BEGIN Materials provided
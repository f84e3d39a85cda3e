//! Hub-wide error types.
//!
//! [`Error`] is what the hub's public operations return. [`PlatformError`] is the
//! classified, per-target failure that adapters report and that ends up inside
//! [`PlatformResult`](crate::receipt::PlatformResult)s.

use std::time::Duration;

use serde::{Deserialize, Serialize};
use thiserror::Error;

/// Hub-wide result type.
pub type Result<T> = std::result::Result<T, Error>;

/// Hub-wide error type.
#[derive(Error, Debug, Clone)]
pub enum Error {
    #[error("Validation error: {0}")]
    Validation(String),

    #[error("Platform already registered: {0}")]
    DuplicateName(String),

    #[error("Entity not found: {entity_type} with id {id}")]
    NotFound { entity_type: String, id: String },

    #[error("Queue is full (capacity {capacity})")]
    QueueFull { capacity: usize },

    #[error("Queue is closed")]
    QueueClosed,

    #[error("Operation cancelled")]
    Cancelled,

    #[error("Timed out: {0}")]
    Timeout(String),

    #[error("Invalid state transition: cannot transition from {from} to {to}")]
    InvalidStateTransition { from: String, to: String },

    #[error("Platform error: {0}")]
    Platform(#[from] PlatformError),

    #[error("Delivery failed for message {message_id}: {failed} of {total} targets failed")]
    DeliveryFailed {
        message_id: String,
        failed: usize,
        total: usize,
    },

    #[error("Configuration error: {0}")]
    Configuration(String),

    #[error("Serialization error: {0}")]
    Serialization(String),

    #[error("{0}")]
    Other(String),
}

impl Error {
    pub fn not_found(entity_type: impl Into<String>, id: impl Into<String>) -> Self {
        Self::NotFound {
            entity_type: entity_type.into(),
            id: id.into(),
        }
    }

    pub fn validation(msg: impl Into<String>) -> Self {
        Self::Validation(msg.into())
    }

    pub fn config(msg: impl Into<String>) -> Self {
        Self::Configuration(msg.into())
    }

    /// Error category, when the error maps onto the delivery taxonomy.
    pub fn category(&self) -> ErrorCategory {
        match self {
            Self::Validation(_) | Self::Configuration(_) | Self::Serialization(_) => {
                ErrorCategory::Validation
            }
            Self::Platform(e) => e.category,
            Self::Cancelled => ErrorCategory::Cancelled,
            Self::Timeout(_) => ErrorCategory::Timeout,
            Self::NotFound { .. } => ErrorCategory::PlatformUnavailable,
            _ => ErrorCategory::Internal,
        }
    }
}

impl From<serde_json::Error> for Error {
    fn from(e: serde_json::Error) -> Self {
        Self::Serialization(e.to_string())
    }
}

/// Delivery error taxonomy.
#[derive(Debug, Clone, Copy, PartialEq, Eq, Hash, Serialize, Deserialize)]
#[serde(rename_all = "snake_case")]
pub enum ErrorCategory {
    /// Bad message or target shape.
    Validation,
    /// Adapter missing or unhealthy.
    PlatformUnavailable,
    /// Transient I/O failure.
    Network,
    /// The platform did not answer in time.
    Timeout,
    /// The platform signaled throttling.
    RateLimited,
    /// Credential or signature failure.
    Auth,
    /// Delivery was cancelled before it could complete.
    Cancelled,
    /// Panics and anything an adapter could not classify.
    Internal,
}

impl ErrorCategory {
    /// Whether a failure of this category may succeed on a later attempt.
    pub fn is_transient(self) -> bool {
        matches!(
            self,
            Self::PlatformUnavailable | Self::Network | Self::Timeout | Self::RateLimited
        )
    }
}

impl std::fmt::Display for ErrorCategory {
    fn fmt(&self, f: &mut std::fmt::Formatter<'_>) -> std::fmt::Result {
        let s = match self {
            Self::Validation => "validation",
            Self::PlatformUnavailable => "platform_unavailable",
            Self::Network => "network",
            Self::Timeout => "timeout",
            Self::RateLimited => "rate_limited",
            Self::Auth => "auth",
            Self::Cancelled => "cancelled",
            Self::Internal => "internal",
        };
        f.write_str(s)
    }
}

/// A classified failure for one delivery attempt.
#[derive(Error, Debug, Clone, PartialEq, Eq, Serialize, Deserialize)]
#[error("{category}: {message}")]
pub struct PlatformError {
    /// Failure classification.
    pub category: ErrorCategory,
    /// Human-readable detail.
    pub message: String,
    /// Platform-supplied retry hint, in milliseconds.
    #[serde(default, skip_serializing_if = "Option::is_none")]
    pub retry_after_ms: Option<u64>,
}

impl PlatformError {
    pub fn new(category: ErrorCategory, message: impl Into<String>) -> Self {
        Self {
            category,
            message: message.into(),
            retry_after_ms: None,
        }
    }

    pub fn validation(message: impl Into<String>) -> Self {
        Self::new(ErrorCategory::Validation, message)
    }

    pub fn unavailable(message: impl Into<String>) -> Self {
        Self::new(ErrorCategory::PlatformUnavailable, message)
    }

    pub fn network(message: impl Into<String>) -> Self {
        Self::new(ErrorCategory::Network, message)
    }

    pub fn timeout(message: impl Into<String>) -> Self {
        Self::new(ErrorCategory::Timeout, message)
    }

    pub fn rate_limited(message: impl Into<String>, retry_after: Option<Duration>) -> Self {
        Self {
            category: ErrorCategory::RateLimited,
            message: message.into(),
            retry_after_ms: retry_after.map(|d| d.as_millis() as u64),
        }
    }

    pub fn auth(message: impl Into<String>) -> Self {
        Self::new(ErrorCategory::Auth, message)
    }

    pub fn cancelled(message: impl Into<String>) -> Self {
        Self::new(ErrorCategory::Cancelled, message)
    }

    pub fn internal(message: impl Into<String>) -> Self {
        Self::new(ErrorCategory::Internal, message)
    }

    /// Platform-supplied retry hint.
    pub fn retry_after(&self) -> Option<Duration> {
        self.retry_after_ms.map(Duration::from_millis)
    }
}

#[cfg(test)]
mod tests {
    use super::*;

    #[test]
    fn test_transient_categories() {
        assert!(ErrorCategory::Network.is_transient());
        assert!(ErrorCategory::Timeout.is_transient());
        assert!(ErrorCategory::RateLimited.is_transient());
        assert!(ErrorCategory::PlatformUnavailable.is_transient());
        assert!(!ErrorCategory::Validation.is_transient());
        assert!(!ErrorCategory::Auth.is_transient());
        assert!(!ErrorCategory::Internal.is_transient());
        assert!(!ErrorCategory::Cancelled.is_transient());
    }

    #[test]
    fn test_rate_limited_keeps_hint() {
        let err = PlatformError::rate_limited("slow down", Some(Duration::from_secs(2)));
        assert_eq!(err.retry_after(), Some(Duration::from_secs(2)));
        assert_eq!(err.to_string(), "rate_limited: slow down");
    }

    #[test]
    fn test_error_category_mapping() {
        assert_eq!(
            Error::validation("empty").category(),
            ErrorCategory::Validation
        );
        assert_eq!(
            Error::from(PlatformError::auth("bad token")).category(),
            ErrorCategory::Auth
        );
        assert_eq!(Error::Cancelled.category(), ErrorCategory::Cancelled);
    }
}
END Materials provided
- Work to be completed: Give every line of the material again, exactly as it reads.

- Written reply:
repository f84e3d39a85cda3e
//! Hub-wide error types.
//!
//! [`Error`] is what the hub's public operations return. [`PlatformError`] is the
//! classified, per-target failure that adapters report and that ends up inside
//! [`PlatformResult`](crate::receipt::PlatformResult)s.

use std::time::Duration;

use serde::{Deserialize, Serialize};
use thiserror::Error;

/// Hub-wide result type.
pub type Result<T> = std::result::Result<T, Error>;

/// Hub-wide error type.
#[derive(Error, Debug, Clone)]
pub enum Error {
    #[error("Validation error: {0}")]
    Validation(String),

    #[error("Platform already registered: {0}")]
    DuplicateName(String),

    #[error("Entity not found: {entity_type} with id {id}")]
    NotFound { entity_type: String, id: String },

    #[error("Queue is full (capacity {capacity})")]
    QueueFull { capacity: usize },

    #[error("Queue is closed")]
    QueueClosed,

    #[error("Operation cancelled")]
    Cancelled,

    #[error("Timed out: {0}")]
    Timeout(String),

    #[error("Invalid state transition: cannot transition from {from} to {to}")]
    InvalidStateTransition { from: String, to: String },

    #[error("Platform error: {0}")]
    Platform(#[from] PlatformError),

    #[error("Delivery failed for message {message_id}: {failed} of {total} targets failed")]
    DeliveryFailed {
        message_id: String,
        failed: usize,
        total: usize,
    },

    #[error("Configuration error: {0}")]
    Configuration(String),

    #[error("Serialization error: {0}")]
    Serialization(String),

    #[error("{0}")]
    Other(String),
}

impl Error {
    pub fn not_found(entity_type: impl Into<String>, id: impl Into<String>) -> Self {
        Self::NotFound {
            entity_type: entity_type.into(),
            id: id.into(),
        }
    }

    pub fn validation(msg: impl Into<String>) -> Self {
        Self::Validation(msg.into())
    }

    pub fn config(msg: impl Into<String>) -> Self {
        Self::Configuration(msg.into())
    }

    /// Error category, when the error maps onto the delivery taxonomy.
    pub fn category(&self) -> ErrorCategory {
        match self {
            Self::Validation(_) | Self::Configuration(_) | Self::Serialization(_) => {
                ErrorCategory::Validation
            }
            Self::Platform(e) => e.category,
            Self::Cancelled => ErrorCategory::Cancelled,
            Self::Timeout(_) => ErrorCategory::Timeout,
            Self::NotFound { .. } => ErrorCategory::PlatformUnavailable,
            _ => ErrorCategory::Internal,
        }
    }
}

impl From<serde_json::Error> for Error {
    fn from(e: serde_json::Error) -> Self {
        Self::Serialization(e.to_string())
    }
}

/// Delivery error taxonomy.
#[derive(Debug, Clone, Copy, PartialEq, Eq, Hash, Serialize, Deserialize)]
#[serde(rename_all = "snake_case")]
pub enum ErrorCategory {
    /// Bad message or target shape.
    Validation,
    /// Adapter missing or unhealthy.
    PlatformUnavailable,
    /// Transient I/O failure.
    Network,
    /// The platform did not answer in time.
    Timeout,
    /// The platform signaled throttling.
    RateLimited,
    /// Credential or signature failure.
    Auth,
    /// Delivery was cancelled before it could complete.
    Cancelled,
    /// Panics and anything an adapter could not classify.
    Internal,
}

impl ErrorCategory {
    /// Whether a failure of this category may succeed on a later attempt.
    pub fn is_transient(self) -> bool {
        matches!(
            self,
            Self::PlatformUnavailable | Self::Network | Self::Timeout | Self::RateLimited
        )
    }
}

impl std::fmt::Display for ErrorCategory {
    fn fmt(&self, f: &mut std::fmt::Formatter<'_>) -> std::fmt::Result {
        let s = match self {
            Self::Validation => "validation",
            Self::PlatformUnavailable => "platform_unavailable",
            Self::Network => "network",
            Self::Timeout => "timeout",
            Self::RateLimited => "rate_limited",
            Self::Auth => "auth",
            Self::Cancelled => "cancelled",
            Self::Internal => "internal",
        };
        f.write_str(s)
    }
}

/// A classified failure for one delivery attempt.
#[derive(Error, Debug, Clone, PartialEq, Eq, Serialize, Deserialize)]
#[error("{category}: {message}")]
pub struct PlatformError {
    /// Failure classification.
    pub category: ErrorCategory,
    /// Human-readable detail.
    pub message: String,
    /// Platform-supplied retry hint, in milliseconds.
    #[serde(default, skip_serializing_if = "Option::is_none")]
    pub retry_after_ms: Option<u64>,
}

impl PlatformError {
    pub fn new(category: ErrorCategory, message: impl Into<String>) -> Self {
        Self {
            category,
            message: message.into(),
            retry_after_ms: None,
        }
    }

    pub fn validation(message: impl Into<String>) -> Self {
        Self::new(ErrorCategory::Validation, message)
    }

    pub fn unavailable(message: impl Into<String>) -> Self {
        Self::new(ErrorCategory::PlatformUnavailable, message)
    }

    pub fn network(message: impl Into<String>) -> Self {
        Self::new(ErrorCategory::Network, message)
    }

    pub fn timeout(message: impl Into<String>) -> Self {
        Self::new(ErrorCategory::Timeout, message)
    }

    pub fn rate_limited(message: impl Into<String>, retry_after: Option<Duration>) -> Self {
        Self {
            category: ErrorCategory::RateLimited,
            message: message.into(),
            retry_after_ms: retry_after.map(|d| d.as_millis() as u64),
        }
    }

    pub fn auth(message: impl Into<String>) -> Self {
        Self::new(ErrorCategory::Auth, message)
    }

    pub fn cancelled(message: impl Into<String>) -> Self {
        Self::new(ErrorCategory::Cancelled, message)
    }

    pub fn internal(message: impl Into<String>) -> Self {
        Self::new(ErrorCategory::Internal, message)
    }

    /// Platform-supplied retry hint.
    pub fn retry_after(&self) -> Option<Duration> {
        self.retry_after_ms.map(Duration::from_millis)
    }
}

#[cfg(test)]
mod tests {
    use super::*;

    #[test]
    fn test_transient_categories() {
        assert!(ErrorCategory::Network.is_transient());
        assert!(ErrorCategory::Timeout.is_transient());
        assert!(ErrorCategory::RateLimited.is_transient());
        assert!(ErrorCategory::PlatformUnavailable.is_transient());
        assert!(!ErrorCategory::Validation.is_transient());
        assert!(!ErrorCategory::Auth.is_transient());
        assert!(!ErrorCategory::Internal.is_transient());
        assert!(!ErrorCategory::Cancelled.is_transient());
    }

    #[test]
    fn test_rate_limited_keeps_hint() {
        let err = PlatformError::rate_limited("slow down", Some(Duration::from_secs(2)));
        assert_eq!(err.retry_after(), Some(Duration::from_secs(2)));
        assert_eq!(err.to_string(), "rate_limited: slow down");
    }

    #[test]
    fn test_error_category_mapping() {
        assert_eq!(
            Error::validation("empty").category(),
            ErrorCategory::Validation
        );
        assert_eq!(
            Error::from(PlatformError::auth("bad token")).category(),
            ErrorCategory::Auth
        );
        assert_eq!(Error::Cancelled.category(), ErrorCategory::Cancelled);
    }
}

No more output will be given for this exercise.